Please report how many lines in the records below contain the word "derive", giving only that number.

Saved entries
%%
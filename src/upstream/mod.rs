//! Upstream data source abstraction.
//!
//! # Responsibilities
//! - Describe one upstream call (endpoint path + query parameters)
//! - Perform it with the identity chosen by the throttle
//! - Produce placeholder payloads when the live path is skipped or fails
//!
//! # Design Decisions
//! - `Upstream` returns a `'static` boxed future so the gateway can finish an
//!   attempt on its own task after the caller has gone away
//! - Fallbacks cannot fail; they are the last line of every request

pub mod fallback;
pub mod http;

use std::collections::BTreeMap;

use futures_util::future::BoxFuture;
use serde_json::Value;
use thiserror::Error;

pub use fallback::StaticFallback;
pub use http::HttpUpstream;

/// Errors raised by an upstream fetch. Never surfaced to API consumers.
#[derive(Debug, Error)]
pub enum UpstreamError {
    /// Connection, timeout or protocol failure.
    #[error("transport error: {0}")]
    Transport(String),

    /// Upstream answered with a non-success status.
    #[error("upstream returned status {0}")]
    Status(u16),

    /// Body could not be decoded as JSON.
    #[error("invalid upstream payload: {0}")]
    Decode(String),

    /// The fetch task panicked or was cancelled.
    #[error("upstream task aborted: {0}")]
    Aborted(String),
}

/// One call against the upstream.
#[derive(Debug, Clone, PartialEq, Eq)]
pub struct UpstreamRequest {
    /// Gateway endpoint name.
    pub endpoint: String,
    /// Upstream path relative to the base URL.
    pub path: String,
    /// Query parameters, already normalized.
    pub params: BTreeMap<String, String>,
}

/// A live data source the gateway protects.
pub trait Upstream: Send + Sync {
    /// Fetch `request` presenting `identity` as the client signature.
    fn fetch(
        &self,
        request: UpstreamRequest,
        identity: Option<String>,
    ) -> BoxFuture<'static, Result<Value, UpstreamError>>;
}
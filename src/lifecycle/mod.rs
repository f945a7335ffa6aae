//! Lifecycle management subsystem.
//!
//! # Data Flow
//! ```text
//! Signals (signals.rs):
//!     SIGTERM/SIGINT → Shutdown::trigger
//!
//! Shutdown (shutdown.rs):
//!     broadcast → server stops accepting, sweeper and reload loop exit
//! ```

pub mod shutdown;
pub mod signals;

pub use shutdown::Shutdown;
pub use signals::wait_for_shutdown_signal;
%%
▶ RESPONSE TO THIS EXERCISE
2